The K/Na ratio assay is a very reliable test of cell and tissue viability. Progress in cryonics research cannot be possible without the use of this evaluation method. But the very sensitive, functional K/Na ratio assay cannot well work in some cases and so we need to use structural, morphological evaluation methods such as light and electron microscopy. However, these morphological evaluation methods are much more expensive, more complicated, less available, more unclear than the K/Na assay. We have already received some light and electron microscopy results from Florida and Canadian laboratories, but we have some problems in this field. This work will be continued to obtain clearer results.

Proper perfusion of real patients with vitrification mixtures as well as with glycerol is the most difficult problem for cryonics because of bad condition of the cardiovascular system for most patients and some other causes. Especially, it is true for a patient’s body. For now, it is impossible to saturate the patient’s body with vitrification mixtures to get its uniform and stable vitrification. It is a reason why Alcor does not offer vitrification of the patient’s body. I think the Cryonics Institute should also not try to vitrify the body at present, but use a different cryoprotectant which will still show improvement over previous methods. Cost of all perfusion solutions for a patient’s head will be about $50 dollars only. Duration of the head perfusion will be about 2 hours.

There will be no standard, typical cases for the patients in order to use a fixed, standard amount of vitrification mixture to get uniform and stable vitrification. My experiments with sheep heads showed that we need to control the adequacy of brain saturation every time. For this, I tried to use burr holes in the skull and measuring refractive indexes of fluid from the holes in order to know complete saturation of the brains with vitrification mixture to get stable vitrification. This work is still in progress. It will be very useful for us to try the vitrification method on a CI patient before an official announcement that the Cryonics Institute offers CI members the vitrification method.
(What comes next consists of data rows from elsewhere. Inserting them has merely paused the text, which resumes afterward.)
//! Collaborator traits
//!
//! These traits define the interface between the badge logic and the
//! board: LEDs, button, clocks, persistence, network and reset.

pub mod clock;
pub mod display;
pub mod input;
pub mod network;
pub mod storage;
pub mod system;

pub use clock::{Clock, WallTime};
pub use display::LedMatrix;
pub use input::Button;
pub use network::{DownloadProgress, Release, UpdateError, UpdateTransport};
pub use storage::{SelectionStore, StoreError};
pub use system::SystemControl;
I have plans of some subsequent improvements of the vitrification method. I will design and make a cooling chamber that enables to perform vitrification perfusion of a patient’s head at −25ºC. I will elaborate a procedure of faster cooling a patient’s head through its blood vessels. I will propose to design and build a more perfect and reliable thermocontainers for uniform cooling of patients with very slow cooling rates from −130ºC to liquid nitrogen temperature to avoid cracking the patients’ brains.

I have a lot of experimental materials I would like to publish in scientific journals. But for now I may not do this because we have to make our decision whether we will take patents or not. In any case, I would like to offer some research laboratories and brain tissue banks to demonstrate our achievements in the field of cryopreservation of animal cerebral slices and whole brains. Also, I would like to offer Alcor to compare the CI vitrification method with Alcor’s vitrification method using rats.